Smartphones + DNA Origami = Sensing: Yes, you can do more with your phone than scroll TikTok. This study presents a DNA origami–based biosensor that detects nucleic acids using luminescence, making the method cheaper and more accessible. The authors redesigned their previous “DNA origami pliers” nanosensor to increase stability and sensitivity, and integrated split luciferase to amplify the signal in proportion to target RNA levels. The sensor can be read with a smartphone and, when paired with PCR, detects as few as 100 copies of E. coli plasmid DNA. This platform offers a portable, low-cost approach for molecular diagnostics, especially for pathogen detection.
Fishing for DNA Origami: Yeah, only DNA today. What can I say, it’s cool. This study uses transparent zebrafish embryos to track how DNA origami nanosheets distribute and clear in living organisms.

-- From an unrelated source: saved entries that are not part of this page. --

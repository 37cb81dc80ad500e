use serde::Serialize;

use crate::catalog::taxonomy::{RestrictionEntry, RestrictionTaxonomy};
use crate::core::recipe::Recipe;
use crate::matching::scoring::Similarity;

/// Restriction strings meaning "no restriction at all"
pub const NO_RESTRICTION_SENTINELS: &[&str] = &[
    "none",
    "no",
    "nothing",
    "no restriction",
    "no restrictions",
    "n/a",
];

/// Minimum label similarity for a restriction word to count as a known restriction
pub const DEFAULT_LABEL_THRESHOLD: f64 = 75.0;

/// Minimum partial similarity for an ingredient to count as a forbidden one
pub const DEFAULT_CONTAINMENT_THRESHOLD: f64 = 70.0;

/// Split a raw restriction string into lowercase tokens.
///
/// Commas and the standalone word `and` separate restrictions; empty and
/// repeated tokens are dropped, and the sentinels in
/// [`NO_RESTRICTION_SENTINELS`] yield no tokens at all.
///
/// # Examples
///
/// ```
/// use recipe_finder::matching::compliance::parse_restrictions;
///
/// assert_eq!(
///     parse_restrictions("Vegan and gluten free, halal"),
///     vec!["vegan", "gluten free", "halal"]
/// );
/// assert!(parse_restrictions("none").is_empty());
/// ```
#[must_use]
pub fn parse_restrictions(restriction: &str) -> Vec<String> {
    let restriction = restriction.trim().to_lowercase();
    if restriction.is_empty() || NO_RESTRICTION_SENTINELS.contains(&restriction.as_str()) {
        return Vec::new();
    }

    let mut tokens: Vec<String> = Vec::new();
    for piece in restriction.split(',') {
        let mut current: Vec<&str> = Vec::new();
        for word in piece.split_whitespace().chain(std::iter::once("and")) {
            if word == "and" {
                let token = current.join(" ");
                if !token.is_empty() && !tokens.contains(&token) {
                    tokens.push(token);
                }
                current.clear();
            } else {
                current.push(word);
            }
        }
    }
    tokens
}

/// A forbidden ingredient found in a recipe
#[derive(Debug, Clone, PartialEq, Serialize)]
pub struct Violation {
    /// Restriction label that forbids the ingredient
    pub restriction: String,
    /// Forbidden term from the taxonomy
    pub forbidden: String,
    /// Recipe ingredient that matched the term
    pub ingredient: String,
}

/// Decides whether recipes and ingredients are compatible with dietary restrictions.
///
/// Restriction words are matched against taxonomy labels with
/// [`Similarity::ratio`]; words that match no label are ignored. Ingredients are
/// matched against forbidden terms with [`Similarity::partial_ratio`], so
/// "cheddar cheese" is caught by the term "cheese".
pub struct ComplianceFilter<'a, S: Similarity + ?Sized> {
    taxonomy: &'a RestrictionTaxonomy,
    scorer: &'a S,
    label_threshold: f64,
    containment_threshold: f64,
}

impl<'a, S: Similarity + ?Sized> ComplianceFilter<'a, S> {
    pub fn new(taxonomy: &'a RestrictionTaxonomy, scorer: &'a S) -> Self {
        Self {
            taxonomy,
            scorer,
            label_threshold: DEFAULT_LABEL_THRESHOLD,
            containment_threshold: DEFAULT_CONTAINMENT_THRESHOLD,
        }
    }

    #[must_use]
    pub fn with_thresholds(mut self, label_threshold: f64, containment_threshold: f64) -> Self {
        self.label_threshold = label_threshold;
        self.containment_threshold = containment_threshold;
        self
    }

    /// Taxonomy entries recognized in a raw restriction string, in order, without repeats
    #[must_use]
    pub fn resolve_restrictions(&self, restriction: &str) -> Vec<&'a RestrictionEntry> {
        let mut entries: Vec<&'a RestrictionEntry> = Vec::new();
        for token in parse_restrictions(restriction) {
            match self
                .taxonomy
                .resolve(&token, self.scorer, self.label_threshold)
            {
                Some((entry, score)) => {
                    tracing::debug!(
                        "Restriction '{token}' resolved to '{}' ({score:.1})",
                        entry.label
                    );
                    if !entries.iter().any(|e| e.label == entry.label) {
                        entries.push(entry);
                    }
                }
                None => tracing::debug!("Ignoring unrecognized restriction '{token}'"),
            }
        }
        entries
    }

    /// Does `recipe` satisfy every recognized restriction in `restriction`?
    ///
    /// An empty or "none" restriction always passes, as do restrictions whose words match no
    /// known restriction.
    #[must_use]
    pub fn complies(&self, recipe: &Recipe, restriction: &str) -> bool {
        self.complies_with(recipe, &self.resolve_restrictions(restriction))
    }

    /// [`ComplianceFilter::complies`] against already resolved restrictions
    #[must_use]
    pub fn complies_with(&self, recipe: &Recipe, entries: &[&RestrictionEntry]) -> bool {
        entries.iter().all(|entry| {
            entry.forbidden.iter().all(|forbidden| {
                self.matching_ingredient(forbidden, &recipe.ingredients)
                    .is_none()
            })
        })
    }

    /// Every forbidden ingredient in `recipe` under `restriction`.
    ///
    /// Empty exactly when [`ComplianceFilter::complies`] is true.
    #[must_use]
    pub fn violations(&self, recipe: &Recipe, restriction: &str) -> Vec<Violation> {
        let mut violations = Vec::new();
        for entry in self.resolve_restrictions(restriction) {
            for forbidden in &entry.forbidden {
                for ingredient in &recipe.ingredients {
                    if self.contains(forbidden, ingredient) {
                        violations.push(Violation {
                            restriction: entry.label.clone(),
                            forbidden: forbidden.clone(),
                            ingredient: ingredient.clone(),
                        });
                    }
                }
            }
        }
        violations
    }

    /// Is a single ingredient forbidden by any of the given restrictions?
    #[must_use]
    pub fn is_forbidden(&self, ingredient: &str, entries: &[&RestrictionEntry]) -> bool {
        entries.iter().any(|entry| {
            entry
                .forbidden
                .iter()
                .any(|forbidden| self.contains(forbidden, ingredient))
        })
    }

    fn matching_ingredient<'r>(&self, forbidden: &str, ingredients: &'r [String]) -> Option<&'r str> {
        ingredients
            .iter()
            .find(|ingredient| self.contains(forbidden, ingredient))
            .map(String::as_str)
    }

    fn contains(&self, forbidden: &str, ingredient: &str) -> bool {
        self.scorer.partial_ratio(forbidden, ingredient) >= self.containment_threshold
    }
}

By combining live fluorescence imaging with single-cell RNA sequencing, the authors show that uncoated DNA origami rapidly accumulates in the caudal hematopoietic tissue (CHT), largely due to uptake by scavenger endothelial cells and macrophages. Coating the nanosheets with oligolysine–PEG reduces this accumulation, alters biodistribution, and enables longer-lasting signal in other tissues. Macrophage ablation experiments confirm that macrophages help clear uncoated structures.